What you need to do: All lines containing the string "FromRequestParts" must be copied from the entries.
START Dataset records
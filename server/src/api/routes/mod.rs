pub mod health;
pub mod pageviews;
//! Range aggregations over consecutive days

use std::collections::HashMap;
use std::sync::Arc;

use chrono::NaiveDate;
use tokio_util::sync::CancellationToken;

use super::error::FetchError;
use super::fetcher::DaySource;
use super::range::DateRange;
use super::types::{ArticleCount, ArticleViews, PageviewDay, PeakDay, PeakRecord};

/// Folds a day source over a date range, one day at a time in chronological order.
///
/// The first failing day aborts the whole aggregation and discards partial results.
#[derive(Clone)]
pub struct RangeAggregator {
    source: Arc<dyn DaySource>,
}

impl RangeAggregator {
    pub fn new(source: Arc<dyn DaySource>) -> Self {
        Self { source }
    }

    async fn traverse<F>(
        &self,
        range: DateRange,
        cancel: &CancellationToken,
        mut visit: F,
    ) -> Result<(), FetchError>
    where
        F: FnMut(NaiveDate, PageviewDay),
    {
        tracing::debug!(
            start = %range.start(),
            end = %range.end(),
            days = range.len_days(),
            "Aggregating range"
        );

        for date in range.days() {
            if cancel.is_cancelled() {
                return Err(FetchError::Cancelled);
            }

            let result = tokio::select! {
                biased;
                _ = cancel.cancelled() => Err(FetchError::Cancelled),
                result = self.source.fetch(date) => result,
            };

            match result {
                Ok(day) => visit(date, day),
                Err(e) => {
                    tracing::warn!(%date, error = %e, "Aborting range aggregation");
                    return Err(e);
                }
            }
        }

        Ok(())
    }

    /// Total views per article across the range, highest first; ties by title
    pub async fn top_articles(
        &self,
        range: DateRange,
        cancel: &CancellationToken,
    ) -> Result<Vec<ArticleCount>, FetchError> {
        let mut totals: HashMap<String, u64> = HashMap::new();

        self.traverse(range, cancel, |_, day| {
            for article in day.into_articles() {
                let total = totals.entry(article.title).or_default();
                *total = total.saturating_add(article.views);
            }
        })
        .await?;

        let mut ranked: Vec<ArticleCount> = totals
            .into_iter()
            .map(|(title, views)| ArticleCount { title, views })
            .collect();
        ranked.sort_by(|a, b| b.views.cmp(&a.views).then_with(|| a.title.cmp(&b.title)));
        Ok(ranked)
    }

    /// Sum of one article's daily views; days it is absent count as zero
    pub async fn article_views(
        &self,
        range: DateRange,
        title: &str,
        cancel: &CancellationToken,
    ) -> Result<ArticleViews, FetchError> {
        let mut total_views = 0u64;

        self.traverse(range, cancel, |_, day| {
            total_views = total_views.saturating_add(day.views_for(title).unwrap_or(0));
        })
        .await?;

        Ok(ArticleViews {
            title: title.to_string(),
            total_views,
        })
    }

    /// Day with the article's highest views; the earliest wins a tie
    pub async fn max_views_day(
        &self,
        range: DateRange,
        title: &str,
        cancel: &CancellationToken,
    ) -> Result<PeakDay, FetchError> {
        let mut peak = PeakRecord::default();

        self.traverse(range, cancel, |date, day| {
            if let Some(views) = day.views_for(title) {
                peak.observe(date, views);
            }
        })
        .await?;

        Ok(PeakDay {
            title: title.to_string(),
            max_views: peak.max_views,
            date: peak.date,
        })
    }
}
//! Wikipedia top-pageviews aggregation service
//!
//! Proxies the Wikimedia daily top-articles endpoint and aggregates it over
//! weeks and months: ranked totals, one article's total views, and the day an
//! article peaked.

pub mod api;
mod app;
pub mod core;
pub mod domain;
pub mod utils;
END Dataset records
START Dataset records
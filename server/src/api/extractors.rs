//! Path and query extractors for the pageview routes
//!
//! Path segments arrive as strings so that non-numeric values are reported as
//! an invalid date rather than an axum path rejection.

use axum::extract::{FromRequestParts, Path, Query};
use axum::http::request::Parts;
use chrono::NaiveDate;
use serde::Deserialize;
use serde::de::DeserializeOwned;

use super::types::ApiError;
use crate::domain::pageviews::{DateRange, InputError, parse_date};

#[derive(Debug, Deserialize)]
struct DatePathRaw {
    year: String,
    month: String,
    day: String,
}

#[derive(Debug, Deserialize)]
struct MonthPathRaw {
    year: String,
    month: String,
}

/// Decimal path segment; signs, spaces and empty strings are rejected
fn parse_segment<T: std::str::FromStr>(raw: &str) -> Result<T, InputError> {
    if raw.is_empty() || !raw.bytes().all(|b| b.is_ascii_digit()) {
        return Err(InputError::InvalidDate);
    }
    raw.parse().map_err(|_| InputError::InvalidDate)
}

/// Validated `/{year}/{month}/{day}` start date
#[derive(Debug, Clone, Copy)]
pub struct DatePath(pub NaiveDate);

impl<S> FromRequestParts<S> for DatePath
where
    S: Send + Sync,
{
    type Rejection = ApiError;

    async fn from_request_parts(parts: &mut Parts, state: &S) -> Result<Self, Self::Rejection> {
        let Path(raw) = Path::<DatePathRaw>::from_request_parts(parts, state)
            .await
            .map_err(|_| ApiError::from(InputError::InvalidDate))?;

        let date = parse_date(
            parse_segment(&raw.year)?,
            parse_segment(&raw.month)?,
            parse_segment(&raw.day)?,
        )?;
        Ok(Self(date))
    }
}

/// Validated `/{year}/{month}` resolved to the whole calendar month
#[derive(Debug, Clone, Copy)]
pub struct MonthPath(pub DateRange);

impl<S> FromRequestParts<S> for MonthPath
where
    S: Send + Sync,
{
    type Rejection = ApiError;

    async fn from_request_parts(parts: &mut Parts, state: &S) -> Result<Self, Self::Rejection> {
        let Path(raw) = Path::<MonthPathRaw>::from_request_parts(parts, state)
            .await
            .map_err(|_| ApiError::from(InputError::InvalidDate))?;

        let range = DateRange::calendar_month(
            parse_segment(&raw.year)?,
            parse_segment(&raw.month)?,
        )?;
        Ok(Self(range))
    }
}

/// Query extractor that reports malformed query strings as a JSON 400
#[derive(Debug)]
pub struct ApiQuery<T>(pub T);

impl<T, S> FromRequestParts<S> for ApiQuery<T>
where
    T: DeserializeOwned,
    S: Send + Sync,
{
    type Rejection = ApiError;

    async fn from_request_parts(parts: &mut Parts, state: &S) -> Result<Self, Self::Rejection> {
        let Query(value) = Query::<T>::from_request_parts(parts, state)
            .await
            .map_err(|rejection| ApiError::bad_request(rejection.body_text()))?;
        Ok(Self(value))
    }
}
END Dataset records
START Dataset records
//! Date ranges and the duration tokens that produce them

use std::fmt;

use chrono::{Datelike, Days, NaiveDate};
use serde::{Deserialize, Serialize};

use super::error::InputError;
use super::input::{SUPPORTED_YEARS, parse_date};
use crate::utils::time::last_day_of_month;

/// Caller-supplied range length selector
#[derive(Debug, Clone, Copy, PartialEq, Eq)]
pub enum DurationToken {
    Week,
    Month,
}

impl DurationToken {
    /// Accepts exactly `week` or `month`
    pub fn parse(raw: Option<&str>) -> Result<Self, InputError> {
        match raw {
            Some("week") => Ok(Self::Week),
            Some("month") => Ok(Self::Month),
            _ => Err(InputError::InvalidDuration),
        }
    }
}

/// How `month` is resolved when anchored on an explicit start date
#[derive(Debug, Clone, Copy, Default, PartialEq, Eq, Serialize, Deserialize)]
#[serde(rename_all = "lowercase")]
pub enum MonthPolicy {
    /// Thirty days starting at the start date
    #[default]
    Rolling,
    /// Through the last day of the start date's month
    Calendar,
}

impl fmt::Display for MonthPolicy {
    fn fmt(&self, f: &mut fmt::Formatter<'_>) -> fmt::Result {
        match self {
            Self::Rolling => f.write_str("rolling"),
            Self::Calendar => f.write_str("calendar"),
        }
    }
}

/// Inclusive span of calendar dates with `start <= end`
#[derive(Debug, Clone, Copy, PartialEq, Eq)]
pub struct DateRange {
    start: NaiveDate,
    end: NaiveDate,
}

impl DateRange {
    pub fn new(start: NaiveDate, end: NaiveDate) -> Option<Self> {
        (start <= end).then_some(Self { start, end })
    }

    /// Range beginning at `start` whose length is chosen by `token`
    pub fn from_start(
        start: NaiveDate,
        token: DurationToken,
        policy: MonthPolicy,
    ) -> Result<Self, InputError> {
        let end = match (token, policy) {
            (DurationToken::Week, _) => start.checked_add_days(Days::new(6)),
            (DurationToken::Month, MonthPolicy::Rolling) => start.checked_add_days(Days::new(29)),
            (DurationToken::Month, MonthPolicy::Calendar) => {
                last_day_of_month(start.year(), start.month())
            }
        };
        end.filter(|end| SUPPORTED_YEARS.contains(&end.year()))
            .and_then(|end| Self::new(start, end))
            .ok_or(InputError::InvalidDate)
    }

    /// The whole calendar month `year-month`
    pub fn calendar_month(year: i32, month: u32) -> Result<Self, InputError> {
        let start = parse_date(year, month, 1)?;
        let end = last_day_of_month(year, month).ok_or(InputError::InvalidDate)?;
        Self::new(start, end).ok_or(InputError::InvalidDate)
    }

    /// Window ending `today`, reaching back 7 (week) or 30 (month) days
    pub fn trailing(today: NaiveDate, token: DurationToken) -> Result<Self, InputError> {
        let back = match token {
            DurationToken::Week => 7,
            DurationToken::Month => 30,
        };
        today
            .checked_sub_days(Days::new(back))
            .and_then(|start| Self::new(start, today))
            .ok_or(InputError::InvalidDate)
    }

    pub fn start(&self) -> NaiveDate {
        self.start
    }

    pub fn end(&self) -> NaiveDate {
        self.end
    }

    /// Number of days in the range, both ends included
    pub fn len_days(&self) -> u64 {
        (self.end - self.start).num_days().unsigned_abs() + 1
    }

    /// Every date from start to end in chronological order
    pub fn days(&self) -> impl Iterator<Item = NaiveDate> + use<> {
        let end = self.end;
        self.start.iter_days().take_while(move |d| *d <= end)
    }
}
END Dataset records
Expected answer:
use axum::extract::{FromRequestParts, Path, Query};
impl<S> FromRequestParts<S> for DatePath
impl<S> FromRequestParts<S> for MonthPath
impl<T, S> FromRequestParts<S> for ApiQuery<T>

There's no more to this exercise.